Al campo profughi di Al Amari ho conosciuto Sandy, l’insegnante di inglese che dà ripetizioni due pomeriggi a settimana ai bambini del campo, attività finanziata dal progetto di Terre des Hommes.
In queste ultime due settimane, Sandy mi ha invitato a mangiare a casa sua, una volta per il pranzo del venerdì (la nostra domenica per intenderci, quella delle lasagne al forno) e una volta per la sera del giovedì. Entrambe le volte ho mangiato come se fosse il cenone di capodanno, sua mamma, Samira, continuava a riempirmi il piatto di pollo (che qua va molto di moda), per fortuna che mi piace, sarebbe stato un problema se fosse stato fegato!! Devo dire che ho proprio mangiato bene con tutte quelle insalatine saporite e il cavolo rosso fatto diventare viola fosforescente (bisogna aggiungerci limone e aceto), per non parlare del pane…a tutto questo poi sono da aggiungere i dolci che ho portato io e così per digerire il tutto ci si è poi messi a fumare l’arghilè portato dalla vicina di casa, Inam, una vera professionista di quest’arte e una tipa che incomincia a farti ridere solo a guardarla in faccia!

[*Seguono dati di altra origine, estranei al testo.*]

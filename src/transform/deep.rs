//! Deep lossless compression of basecall event tables.
//!
//! A basecall event table repeats, for every event it kept, the `mean`,
//! `stdv` and `length` of the matching event detection row, and stores its
//! `start` as seconds. All of that can be rebuilt from the event detection
//! table once each row's sample index is known. The forward transform stores
//! only the index, as a delta against the smallest event detection start:
//!
//! ```text
//! before: mean  start  stdv  length  model_state  move ...
//! after:  start(delta)              model_state  move ...   @start_index_offset
//! ```
//!
//! The event detection table's own `start` is zero-based the same way. Every
//! table is checked to rebuild bit for bit before it is rewritten; tables that
//! would not are left to plain lossless compression.

use log::{debug, info, warn};

use crate::collapse::{collapse, uncollapse, CollapseError};
use crate::container::{normalize, segments, AttrValue, Column, Compression, DatasetValue, Field, Tree};
use crate::locate::{DatasetQuery, GroupFilter, Keyword};
use crate::minimize::{minimal_int_column, minimize_attr, TypeError};
use crate::rewrite::{rewrite_dataset, RewriteOptions};

use super::{lossless, TransformError};

/// Attribute recording the index subtracted from a `start` field
pub const START_OFFSET_ATTR: &str = "start_index_offset";

/// Attribute on a basecall group naming its event detection group
pub const EVENT_DETECTION_ATTR: &str = "event_detection";

pub const EVENT_DETECTION_KEYWORD: &str = "EventDetection";
pub const CHANNEL_ID: &str = "UniqueGlobalKey/channel_id";
pub const SAMPLING_RATE_ATTR: &str = "sampling_rate";

const EVENTS_KEYWORD: &str = "Events";
const MEAN: &str = "mean";
const START: &str = "start";
const STDV: &str = "stdv";
const LENGTH: &str = "length";
const DERIVED_FIELDS: [&str; 4] = [MEAN, START, STDV, LENGTH];

/// An event detection table and the basecall tables built from it
#[derive(Debug)]
struct EventLink {
    detection: String,
    basecalls: Vec<String>,
}

fn sampling_rate(tree: &Tree) -> Option<f64> {
    tree.attr(CHANNEL_ID, SAMPLING_RATE_ATTR).and_then(AttrValue::as_f64)
}

fn events_query() -> DatasetQuery {
    DatasetQuery::new(Keyword::substring(EVENTS_KEYWORD))
}

/// Event detection group named by the nearest ancestor below `Analyses`
fn linked_detection_group(tree: &Tree, basecall: &str) -> Option<String> {
    let parts = segments(basecall);
    (2..parts.len()).rev().find_map(|depth| {
        let ancestor = format!("/{}", parts[..depth].join("/"));
        tree.attr(&ancestor, EVENT_DETECTION_ATTR)
            .and_then(AttrValue::as_str)
            .map(|group| normalize(&group))
    })
}

fn event_links(tree: &Tree, group: &GroupFilter) -> Vec<EventLink> {
    let detections: Vec<String> = events_query()
        .find(tree)
        .into_iter()
        .filter(|p| p.contains(EVENT_DETECTION_KEYWORD))
        .collect();
    let basecalls: Vec<String> = events_query()
        .with_group(group.clone())
        .find(tree)
        .into_iter()
        .filter(|p| !p.contains(EVENT_DETECTION_KEYWORD))
        .collect();

    let mut links: Vec<EventLink> = Vec::new();
    for basecall in basecalls {
        let candidates: Vec<&String> = match linked_detection_group(tree, &basecall) {
            Some(group) => {
                let prefix = format!("{}/", group);
                detections.iter().filter(|d| d.starts_with(&prefix)).collect()
            }
            None => detections.iter().collect(),
        };
        match candidates.as_slice() {
            [detection] => match links.iter_mut().find(|l| &l.detection == *detection) {
                Some(link) => link.basecalls.push(basecall),
                None => links.push(EventLink {
                    detection: (*detection).clone(),
                    basecalls: vec![basecall],
                }),
            },
            [] => warn!("No event detection found for {}", basecall),
            many => warn!("{} event detections match {}", many.len(), basecall),
        }
    }
    links
}

fn missing_field(path: &str, field: &str) -> TransformError {
    TransformError::MissingField {
        path: path.to_string(),
        field: field.to_string(),
    }
}

fn offset_attr(offset: i128) -> Result<AttrValue, TypeError> {
    let value = AttrValue::from_i128(offset)
        .ok_or_else(|| TypeError(format!("offset {} does not fit a 64-bit type", offset)))?;
    minimize_attr(&value)
}

fn replace_field(value: &DatasetValue, name: &str, column: Column) -> Result<DatasetValue, TransformError> {
    let fields = value
        .fields()
        .iter()
        .map(|f| match f.name.as_deref() {
            Some(n) if n == name => Field::named(n, column.clone()),
            _ => f.clone(),
        })
        .collect();
    Ok(DatasetValue::from_fields(fields)?)
}

/// Basecall table with the derived fields dropped and `start` replaced by deltas
fn strip_derived(original: &DatasetValue, deltas: Column) -> Result<DatasetValue, TransformError> {
    let mut fields = vec![Field::named(START, deltas)];
    fields.extend(
        original
            .fields()
            .iter()
            .filter(|f| !f.name.as_deref().is_some_and(|n| DERIVED_FIELDS.contains(&n)))
            .cloned(),
    );
    Ok(DatasetValue::from_fields(fields)?)
}

/// Event detection row for every index, scanning forward only.
///
/// The scan starts at the first row at or after the first index and never
/// moves backwards; a row is not consumed by a match, so repeated indices map
/// to the same row. Fails with the position of the first index that has no
/// matching row.
fn align(indices: &[i128], detection_starts: &[i128]) -> Result<Vec<usize>, usize> {
    let Some(&first) = indices.first() else {
        return Ok(Vec::new());
    };
    let mut row = detection_starts
        .iter()
        .position(|&s| s >= first)
        .unwrap_or(detection_starts.len());
    let mut rows = Vec::with_capacity(indices.len());
    for (i, &index) in indices.iter().enumerate() {
        while row < detection_starts.len() && detection_starts[row] != index {
            row += 1;
        }
        if row == detection_starts.len() {
            return Err(i);
        }
        rows.push(row);
    }
    Ok(rows)
}

/// Rebuild a basecall table from its stored deltas and the absolute event
/// detection table
fn rebuild_basecall(
    stored: &DatasetValue,
    path: &str,
    detection: &DatasetValue,
    detection_path: &str,
    offset: i128,
    rate: f64,
) -> Result<DatasetValue, TransformError> {
    let indices: Vec<i128> = stored
        .field(START)
        .and_then(Column::ints)
        .ok_or_else(|| missing_field(path, START))?
        .into_iter()
        .map(|delta| delta + offset)
        .collect();
    let detection_starts = detection
        .field(START)
        .and_then(Column::ints)
        .ok_or_else(|| missing_field(detection_path, START))?;
    let rows = align(&indices, &detection_starts).map_err(|row| TransformError::Alignment {
        path: path.to_string(),
        row,
        index: indices[row],
    })?;

    let mean = detection
        .field(MEAN)
        .ok_or_else(|| missing_field(detection_path, MEAN))?
        .take(&rows);
    let stdv = detection
        .field(STDV)
        .ok_or_else(|| missing_field(detection_path, STDV))?
        .take(&rows);
    let lengths = detection
        .field(LENGTH)
        .and_then(Column::numbers)
        .ok_or_else(|| missing_field(detection_path, LENGTH))?;

    let seconds = indices.iter().map(|&index| index as f64 / rate).collect();
    let durations = rows.iter().map(|&row| lengths[row] / rate).collect();

    let mut fields = vec![
        Field::named(MEAN, mean),
        Field::named(START, Column::F64(seconds)),
        Field::named(STDV, stdv),
        Field::named(LENGTH, Column::F64(durations)),
    ];
    fields.extend(
        stored
            .fields()
            .iter()
            .filter(|f| f.name.as_deref() != Some(START))
            .cloned(),
    );
    Ok(DatasetValue::from_fields(fields)?)
}

fn shift_basecall(
    tree: &mut Tree,
    path: &str,
    detection: &DatasetValue,
    detection_path: &str,
    offset: i128,
    rate: f64,
) -> Result<bool, TransformError> {
    if tree.attr(path, START_OFFSET_ATTR).is_some() {
        debug!("{} is already re-indexed", path);
        return Ok(false);
    }
    let Some(original) = tree.dataset(path).map(|d| d.value.clone()) else {
        return Ok(false);
    };
    let Some(seconds) = original.field(START).and_then(Column::floats) else {
        warn!("{} has no floating-point start field, leaving it as is", path);
        return Ok(false);
    };
    let deltas: Vec<i128> = seconds
        .iter()
        .map(|s| (s * rate).round() as i128 - offset)
        .collect();
    let Ok(deltas) = minimal_int_column(&deltas) else {
        warn!("{} has start times outside the sample range, leaving it as is", path);
        return Ok(false);
    };
    let stored = strip_derived(&original, deltas)?;

    match rebuild_basecall(&stored, path, detection, detection_path, offset, rate) {
        Ok(rebuilt) if rebuilt.same_values(&original) => {}
        _ => {
            warn!("{} does not rebuild exactly from {}, leaving it as is", path, detection_path);
            return Ok(false);
        }
    }

    rewrite_dataset(tree, path, RewriteOptions::new(Compression::max()).with_replacement(stored))?;
    tree.set_attr(path, START_OFFSET_ATTR, offset_attr(offset)?)?;
    Ok(true)
}

fn shift_link(tree: &mut Tree, link: &EventLink, rate: f64) -> Result<usize, TransformError> {
    let path = link.detection.as_str();
    if tree.attr(path, START_OFFSET_ATTR).is_some() {
        debug!("{} is already re-indexed", path);
        return Ok(0);
    }
    let Some(detection) = tree.dataset(path).map(|d| d.value.clone()) else {
        return Ok(0);
    };
    let Some(starts) = detection.field(START).and_then(Column::ints) else {
        warn!("{} has no integer start field, leaving its basecalls as they are", path);
        return Ok(0);
    };
    let Some(&offset) = starts.iter().min() else {
        debug!("{} is empty", path);
        return Ok(0);
    };

    let mut shifted = 0;
    for basecall in &link.basecalls {
        if shift_basecall(tree, basecall, &detection, path, offset, rate)? {
            shifted += 1;
        }
    }

    let zeroed: Vec<i128> = starts.iter().map(|s| s - offset).collect();
    let value = replace_field(&detection, START, minimal_int_column(&zeroed)?)?;
    rewrite_dataset(tree, path, RewriteOptions::new(Compression::max()).with_replacement(value))?;
    tree.set_attr(path, START_OFFSET_ATTR, offset_attr(offset)?)?;
    Ok(shifted)
}

/// Forward deep lossless transform
pub fn compress(tree: &mut Tree, group: &GroupFilter) -> Result<Compression, TransformError> {
    let links = event_links(tree, group);
    if links.is_empty() {
        info!("No basecall events linked to an event detection, performing lossless compression");
        return lossless::compress(tree, group);
    }
    let Some(rate) = sampling_rate(tree) else {
        warn!(
            "No {} at /{}, performing lossless compression",
            SAMPLING_RATE_ATTR, CHANNEL_ID
        );
        return lossless::compress(tree, group);
    };

    let mut shifted = 0;
    for link in &links {
        shifted += shift_link(tree, link, rate)?;
    }
    debug!("Re-indexed {} basecall event tables", shifted);

    match collapse(tree) {
        Ok(moved) => debug!("Collapsed {} datasets", moved),
        Err(e @ (CollapseError::SeparatorInName(_) | CollapseError::Collision(_))) => {
            warn!("Keeping hierarchy: {}", e)
        }
        Err(e) => return Err(e.into()),
    }
    lossless::compress(tree, group)
}

fn restore_detection(tree: &mut Tree, path: &str) -> Result<(), TransformError> {
    let Some(offset) = tree.attr(path, START_OFFSET_ATTR).and_then(AttrValue::as_i128) else {
        return Ok(());
    };
    let Some(value) = tree.dataset(path).map(|d| d.value.clone()) else {
        return Ok(());
    };
    let absolute: Vec<i128> = value
        .field(START)
        .and_then(Column::ints)
        .ok_or_else(|| missing_field(path, START))?
        .into_iter()
        .map(|s| s + offset)
        .collect();
    let value = replace_field(&value, START, minimal_int_column(&absolute)?)?;
    rewrite_dataset(tree, path, RewriteOptions::new(Compression::fast()).with_replacement(value))?;
    tree.remove_attr(path, START_OFFSET_ATTR);
    Ok(())
}

fn is_stripped(tree: &Tree, path: &str) -> bool {
    tree.attr(path, START_OFFSET_ATTR).is_some()
        && tree.dataset(path).is_some_and(|d| d.value.field(MEAN).is_none())
}

fn restore_basecall(
    tree: &mut Tree,
    path: &str,
    detection_path: &str,
    rate: Option<f64>,
) -> Result<bool, TransformError> {
    if !is_stripped(tree, path) {
        return Ok(false);
    }
    let Some(offset) = tree.attr(path, START_OFFSET_ATTR).and_then(AttrValue::as_i128) else {
        return Ok(false);
    };
    let rate = rate.ok_or_else(|| TransformError::MissingSamplingRate(CHANNEL_ID.to_string()))?;
    let stored = tree
        .dataset(path)
        .map(|d| d.value.clone())
        .ok_or_else(|| missing_field(path, START))?;
    let detection = tree
        .dataset(detection_path)
        .map(|d| d.value.clone())
        .ok_or_else(|| TransformError::UnlinkedEvents(path.to_string()))?;

    let value = rebuild_basecall(&stored, path, &detection, detection_path, offset, rate)?;
    rewrite_dataset(tree, path, RewriteOptions::new(Compression::fast()).with_replacement(value))?;
    tree.remove_attr(path, START_OFFSET_ATTR);
    Ok(true)
}

/// Inverse deep lossless transform
pub fn decompress(tree: &mut Tree, group: &GroupFilter) -> Result<Compression, TransformError> {
    let moved = uncollapse(tree)?;
    if moved > 0 {
        debug!("Uncollapsed {} datasets", moved);
    }

    // basecall rows align against absolute indices
    for path in events_query().find(tree) {
        if path.contains(EVENT_DETECTION_KEYWORD) {
            restore_detection(tree, &path)?;
        }
    }

    let rate = sampling_rate(tree);
    let mut restored = 0;
    for link in event_links(tree, group) {
        for basecall in &link.basecalls {
            if restore_basecall(tree, basecall, &link.detection, rate)? {
                restored += 1;
            }
        }
    }
    debug!("Rebuilt {} basecall event tables", restored);

    if let Some(stranded) = events_query()
        .with_group(group.clone())
        .find(tree)
        .into_iter()
        .find(|p| is_stripped(tree, p))
    {
        return Err(TransformError::UnlinkedEvents(stranded));
    }
    lossless::decompress(tree, group)
}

Ovviamente, mentre si fumava si continuava a mangiare, frutta e dolci, e a bere caffè o tè. Qua io vado sempre con il tè perchè il loro caffè proprio non riesco a mandarlo giù, e quando si parla di caffè io sono e credo rimarrò sempre “schifosamente” italiana, cioè snob! Il tè, invece, è proprio buono perchè ci mettono dentro una foglia di salvia (che io finora avevo visto solo insieme al burro e ai tortelli) oppure anche il limone, incredibile! se vai in altre parti d’Europa e chiedi una fettina di limone nel tè ti guardano come se avessi bestemmiato!
Insomma dopo essere stata da Sandy, me ne torno a casa con un concentrato incredibile di teina nel sangue e con lo stomaco talmente pieno che sono a posto anche per il giorno dopo!
Un’altra volta poi vi racconto della sua famiglia, dei due nipoti che distruggono la casa, di suo padre che non ne poteva più di rispondere alle mie domande sul passato, il presente e il futuro politico della Palestina e e vi dirò anche del loro modo affatto integralista di essere musulmani.